MATKA BOŻA: «Pisz, Człowiecze.
Powierzcie,
Moje kochane dzieci, cały Kościół i jego przyszłość Józefowi, który jest jego
Patronem. Święta Matka Kościół potrzebuje waszych modlitw i Jego
wstawiennictwa. Gdy wielu wokół was widzi tylko upadający Kościół, zaś inni
pracują nad ogłoszeniem jego upadku, przypominam wam, Moje kochane dzieci, że
Kościół pozostaje silny mocą Ducha Świętego i stałą obecnością Mojego Boskiego
Syna. Kościół, ze względu na ziemskie pokusy i grzechy, zawsze był poddawany
próbom; przeżywał podziały i zdrady i jest – tak jak Mój Syn – „na upadek i
powstanie wielu”.
Jeśli
dziś Moje Niepokalane Serce prowadzi was i Kościół na pustynię, to czyni to
wraz z Józefem, który został wybrany na ziemskiego Opiekuna Boskiego Syna.
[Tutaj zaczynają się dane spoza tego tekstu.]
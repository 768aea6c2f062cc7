use std::fmt;

/// Classification of a sink or fetch failure, attached to the warn logs
/// emitted before a sink collapses the failure into its boolean/count result.
#[derive(Debug, Clone, Copy, PartialEq, Eq)]
pub enum SinkErrorKind {
    Timeout,
    Network,
    Authentication,
    RateLimit,
    Schema,
    Status,
    Decode,
    Unknown,
}

impl SinkErrorKind {
    pub fn as_str(self) -> &'static str {
        match self {
            Self::Timeout => "timeout",
            Self::Network => "network",
            Self::Authentication => "authentication",
            Self::RateLimit => "rate_limit",
            Self::Schema => "schema",
            Self::Status => "status",
            Self::Decode => "decode",
            Self::Unknown => "unknown",
        }
    }

    /// Classify a non-success HTTP status code.
    pub fn from_status(status: u16) -> Self {
        match status {
            401 | 403 => Self::Authentication,
            429 => Self::RateLimit,
            400 | 404 | 409 | 422 => Self::Schema,
            408 | 504 => Self::Timeout,
            _ => Self::Status,
        }
    }

    /// Whether retrying the same request later could succeed.
    pub fn is_transient(self) -> bool {
        matches!(
            self,
            Self::Timeout | Self::Network | Self::RateLimit | Self::Status
        )
    }
}

impl fmt::Display for SinkErrorKind {
    fn fmt(&self, f: &mut fmt::Formatter<'_>) -> fmt::Result {
        f.write_str(self.as_str())
    }
}

#[cfg(test)]
mod tests {
    use super::*;

    #[test]
    fn test_from_status_classifies_common_codes() {
        assert_eq!(SinkErrorKind::from_status(401), SinkErrorKind::Authentication);
        assert_eq!(SinkErrorKind::from_status(403), SinkErrorKind::Authentication);
        assert_eq!(SinkErrorKind::from_status(429), SinkErrorKind::RateLimit);
        assert_eq!(SinkErrorKind::from_status(422), SinkErrorKind::Schema);
        assert_eq!(SinkErrorKind::from_status(504), SinkErrorKind::Timeout);
        assert_eq!(SinkErrorKind::from_status(502), SinkErrorKind::Status);
    }

    #[test]
    fn test_transient_kinds() {
        assert!(SinkErrorKind::RateLimit.is_transient());
        assert!(!SinkErrorKind::Authentication.is_transient());
        assert!(!SinkErrorKind::Schema.is_transient());
    }
}
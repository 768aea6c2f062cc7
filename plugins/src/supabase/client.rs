use std::collections::HashSet;

use async_trait::async_trait;
use serde_json::{Map, Value};
use uvsync_core::api::{Metadata, PairIndexLoader, RelationalRow, RelationalSink};

use crate::http::{self, error_kind};

const PREFER_UPSERT: &str = "resolution=merge-duplicates,return=representation";
const PREFER_INSERT: &str = "return=minimal";
const PREFER_COUNT: &str = "count=exact";

#[derive(Clone)]
pub struct SupabaseClient {
    key: String,
    http: reqwest::Client,
    rest_url: String,
    page_size: usize,
}

impl SupabaseClient {
    pub fn new(base_url: &str, key: String, timeout_ms: u64, page_size: usize) -> anyhow::Result<Self> {
        anyhow::ensure!(!key.trim().is_empty(), "missing relational service key");
        Ok(Self {
            key,
            http: http::build_client(timeout_ms)?,
            rest_url: format!("{}/rest/v1", base_url.trim_end_matches('/')),
            page_size: page_size.max(1),
        })
    }

    fn auth(&self, req: reqwest::RequestBuilder) -> reqwest::RequestBuilder {
        req.header("apikey", &self.key).bearer_auth(&self.key)
    }

    fn table_url(&self, table_id: &str) -> String {
        format!("{}/{}", self.rest_url, table_id)
    }

    /// One batch upsert. Returns the number of rows echoed back.
    pub async fn upsert_rows(&self, table_id: &str, rows: &[RelationalRow]) -> anyhow::Result<usize> {
        let url = self.table_url(table_id);
        tracing::debug!(
            target: "uvsync.relational",
            stage = "relational.http.upsert.in",
            url = %url,
            rows = rows.len()
        );
        let req = self
            .auth(self.http.post(&url))
            .header("Prefer", PREFER_UPSERT)
            .json(rows);
        let resp = http::send(req, &url).await?;
        let echoed: Vec<Value> = http::parse_json(resp).await?;
        tracing::debug!(
            target: "uvsync.relational",
            stage = "relational.http.upsert.out",
            persisted = echoed.len()
        );
        Ok(echoed.len())
    }

    pub async fn insert_row(&self, table_id: &str, row: &RelationalRow) -> anyhow::Result<()> {
        let url = self.table_url(table_id);
        let req = self
            .auth(self.http.post(&url))
            .header("Prefer", PREFER_INSERT)
            .json(row);
        let resp = http::send(req, &url).await?;
        http::ensure_success(resp).await
    }

    /// Every distinct `(user_id, item_id)` pair in `table_id`, read in pages
    /// of up to `page_size` rows. The server may cap a page below that, so
    /// paging stops on the `Content-Range` total or on an empty page.
    pub async fn select_pairs(&self, table_id: &str) -> anyhow::Result<HashSet<(String, String)>> {
        let url = self.table_url(table_id);
        let mut pairs = HashSet::new();
        let mut offset = 0usize;

        loop {
            let range = format!("{}-{}", offset, offset + self.page_size - 1);
            let req = self
                .auth(self.http.get(&url))
                .query(&[("select", "user_id,item_id")])
                .header("Prefer", PREFER_COUNT)
                .header("Range-Unit", "items")
                .header("Range", range);
            let resp = http::send(req, &url).await?;
            let total = resp
                .headers()
                .get(reqwest::header::CONTENT_RANGE)
                .and_then(|v| v.to_str().ok())
                .and_then(content_range_total);
            let page: Vec<Map<String, Value>> = http::parse_json(resp).await?;
            if page.is_empty() {
                break;
            }
            offset += page.len();

            for row in page {
                let row = Metadata::from(row);
                if let (Some(user_id), Some(item_id)) = (row.user_id(), row.item_id()) {
                    pairs.insert((user_id, item_id));
                }
            }

            if total.is_some_and(|total| offset >= total) {
                break;
            }
        }

        tracing::debug!(
            target: "uvsync.relational",
            stage = "relational.pairs.out",
            rows = offset,
            pairs = pairs.len()
        );
        Ok(pairs)
    }
}

/// Total from a `Content-Range: 0-99/1234` header; `None` when unknown (`*`).
fn content_range_total(header: &str) -> Option<usize> {
    header.rsplit_once('/')?.1.trim().parse().ok()
}

#[async_trait]
impl RelationalSink for SupabaseClient {
    /// Batch upsert, falling back to row-by-row inserts when the batch
    /// fails. Rows that fail individually are dropped from the count.
    async fn upsert(&self, table_id: &str, rows: &[RelationalRow]) -> usize {
        if rows.is_empty() {
            return 0;
        }

        let err = match self.upsert_rows(table_id, rows).await {
            Ok(n) => return n,
            Err(e) => e,
        };
        let kind = error_kind(&err);
        tracing::warn!(
            target: "uvsync.relational",
            stage = "relational.upsert.fallback",
            table = %table_id,
            rows = rows.len(),
            kind = %kind,
            error = %err
        );

        let mut inserted = 0;
        for row in rows {
            match self.insert_row(table_id, row).await {
                Ok(()) => inserted += 1,
                Err(e) => {
                    tracing::debug!(
                        target: "uvsync.relational",
                        stage = "relational.insert.failed",
                        point_id = %row.point_id,
                        kind = %error_kind(&e)
                    );
                }
            }
        }
        inserted
    }
}

/// Reads the existing-pair index from the relational mirror table.
pub struct SupabasePairLoader {
    client: SupabaseClient,
    table_id: String,
}

impl SupabasePairLoader {
    pub fn new(client: SupabaseClient, table_id: String) -> Self {
        Self { client, table_id }
    }
}

#[async_trait]
impl PairIndexLoader for SupabasePairLoader {
    async fn load(&self) -> anyhow::Result<HashSet<(String, String)>> {
        self.client.select_pairs(&self.table_id).await
    }
}
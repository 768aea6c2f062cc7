/// Running totals of a sync run.
#[derive(Debug, Clone, Copy, Default, PartialEq, Eq)]
pub struct RunStats {
    /// Users processed, including empty and failed ones.
    pub users: usize,
    /// Users with at least one inserted row.
    pub users_with_inserts: usize,
    /// Rows inserted across all users.
    pub inserted: usize,
}

impl RunStats {
    pub fn record(&mut self, inserted: usize) {
        self.users += 1;
        self.users_with_inserts += inserted.min(1);
        self.inserted += inserted;
    }

    pub fn success_rate(&self) -> f64 {
        if self.users == 0 {
            0.0
        } else {
            self.users_with_inserts as f64 / self.users as f64
        }
    }
}

/// The per-user stdout progress line.
pub fn progress_line(user_id: &str, inserted: usize, stats: &RunStats) -> String {
    format!(
        "User: {} | Inserted: {} | Total users: {} | Total Inserted: {} | Success rate: {:.2}",
        user_id,
        inserted,
        stats.users,
        stats.inserted,
        stats.success_rate()
    )
}

#[cfg(test)]
mod tests {
    use super::*;

    #[test]
    fn test_record_counts_users_and_rows() {
        let mut stats = RunStats::default();
        stats.record(3);
        stats.record(0);
        stats.record(1);
        assert_eq!(stats.users, 3);
        assert_eq!(stats.users_with_inserts, 2);
        assert_eq!(stats.inserted, 4);
    }

    #[test]
    fn test_success_rate_without_users_is_zero() {
        assert_eq!(RunStats::default().success_rate(), 0.0);
    }

    #[test]
    fn test_progress_line_format() {
        let mut stats = RunStats::default();
        stats.record(2);
        stats.record(0);
        stats.record(0);
        assert_eq!(
            progress_line("u3", 0, &stats),
            "User: u3 | Inserted: 0 | Total users: 3 | Total Inserted: 2 | Success rate: 0.33"
        );
    }
}
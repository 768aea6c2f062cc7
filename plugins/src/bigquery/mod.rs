//! Warehouse access: the interaction row source and the audit-row sink.

mod api;
mod client;
mod query;

pub use api::{GcpWarehouseApi, JobHandle, QueryPage, WarehouseApi};
pub use client::BigQueryWarehouse;
pub use query::build_interaction_query;
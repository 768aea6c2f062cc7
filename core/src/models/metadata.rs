//! Per-vector metadata.
//!
//! Index metadata is an open JSON object. `Metadata` keeps it that way for
//! the upsert payload but gives the sync path typed access to the handful of
//! keys it relies on.

use chrono::{DateTime, NaiveDateTime};
use serde::{Deserialize, Serialize};
use serde_json::{Map, Value};

pub const USER_ID_KEY: &str = "user_id";
pub const ITEM_ID_KEY: &str = "item_id";

/// Warehouse `DATETIME` text, with or without fractional seconds.
const WAREHOUSE_DATETIME: &str = "%Y-%m-%d %H:%M:%S%.f";

#[derive(Debug, Clone, Default, PartialEq, Serialize, Deserialize)]
#[serde(transparent)]
pub struct Metadata(Map<String, Value>);

impl Metadata {
    pub fn new() -> Self {
        Self(Map::new())
    }

    pub fn as_map(&self) -> &Map<String, Value> {
        &self.0
    }

    pub fn into_inner(self) -> Map<String, Value> {
        self.0
    }

    pub fn len(&self) -> usize {
        self.0.len()
    }

    pub fn is_empty(&self) -> bool {
        self.0.is_empty()
    }

    pub fn get(&self, key: &str) -> Option<&Value> {
        self.0.get(key)
    }

    pub fn insert(&mut self, key: impl Into<String>, value: impl Into<Value>) {
        self.0.insert(key.into(), value.into());
    }

    /// Identifier-like lookup: non-empty strings as-is, numbers rendered.
    pub fn get_id(&self, key: &str) -> Option<String> {
        match self.0.get(key)? {
            Value::String(s) if !s.trim().is_empty() => Some(s.clone()),
            Value::Number(n) => Some(n.to_string()),
            _ => None,
        }
    }

    pub fn user_id(&self) -> Option<String> {
        self.get_id(USER_ID_KEY)
    }

    pub fn item_id(&self) -> Option<String> {
        self.get_id(ITEM_ID_KEY)
    }

    /// Stamp the owning user and item onto the metadata.
    pub fn stamp(&mut self, user_id: &str, item_id: &str) {
        self.insert(USER_ID_KEY, user_id);
        self.insert(ITEM_ID_KEY, item_id);
    }

    /// Rewrite date-time values as ISO-8601 text. Only strings that already
    /// parse as a date-time are touched; numbers and other text stay as-is.
    pub fn normalize_timestamps(&mut self) {
        for value in self.0.values_mut() {
            if let Value::String(text) = value {
                if let Some(iso) = datetime_to_iso8601(text) {
                    *text = iso;
                }
            }
        }
    }
}

impl From<Map<String, Value>> for Metadata {
    fn from(map: Map<String, Value>) -> Self {
        Self(map)
    }
}

fn datetime_to_iso8601(text: &str) -> Option<String> {
    let text = text.trim();
    if let Ok(dt) = DateTime::parse_from_rfc3339(text) {
        return Some(dt.to_rfc3339());
    }
    // Warehouse TIMESTAMP text carries a trailing zone name.
    if let Some(naive) = text.strip_suffix(" UTC") {
        let dt = NaiveDateTime::parse_from_str(naive, WAREHOUSE_DATETIME).ok()?;
        return Some(dt.and_utc().to_rfc3339());
    }
    NaiveDateTime::parse_from_str(text, WAREHOUSE_DATETIME)
        .ok()
        .map(|dt| dt.format("%Y-%m-%dT%H:%M:%S%.f").to_string())
}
Pustynia jest miejscem schronienia, lecz także dojrzałym i świadomym miejscem
odnowy duchowej. Kto wychodzi na pustynię, ten spotyka Boga.
Powierzajcie
Kościół i samych siebie Józefowi, abyście mogli poczuć się jeszcze bezpieczniej
w Moim Niepokalanym Sercu. Teraz, kiedy nadchodzi czas Tryumfu Mojego
Niepokalanego Serca i kiedy nadszedł czas ujawnienia Moich prawdziwych
apostołów czasów ostatecznych, proście Józefa, aby wasze wysiłki, podejmowane
dla umocnienia Mistycznego Ciała Mojego Boskiego Syna, wspierał swoim
wstawiennictwem.
Moje
dzieci! Jak po okresie ucieczki do Egiptu wróciliśmy bezpiecznie do Nazaretu,
tak święta Matka Kościół zakwitnie żywymi znakami: miłością i jednością. Świat
pozna wtedy, że Ojciec i Syn są Jednością i uwierzy, że Ojciec posłał swojego
Syna. Kościół Mojego Boskiego Syna jest przede wszystkim drogą dla wierzących, którzy
odnajdują w nim całą Miłość Boga – dar jedności i dar nowego serca. Ale jest
też drogą dla niewierzących, którzy poszukują prawdy, i kiedy już ją odnajdą –
podążają tą drogą, aby dokonała się w nich prawdziwa przemiana. Taki też ukaże
się Kościół – oczyszczony i odnowiony Duchem Chrystusa, Mojego Boskiego Syna.
W
tym oczyszczeniu i odnowieniu Kościoła oraz jego wiernych dzieci ma swój udział
Józef. Jest On przecież Patronem czasów ostatecznych i głos zwycięstwa
rozlegnie się w Kościele, kiedy wierne dzieci poznają Jego wielkość i świętość.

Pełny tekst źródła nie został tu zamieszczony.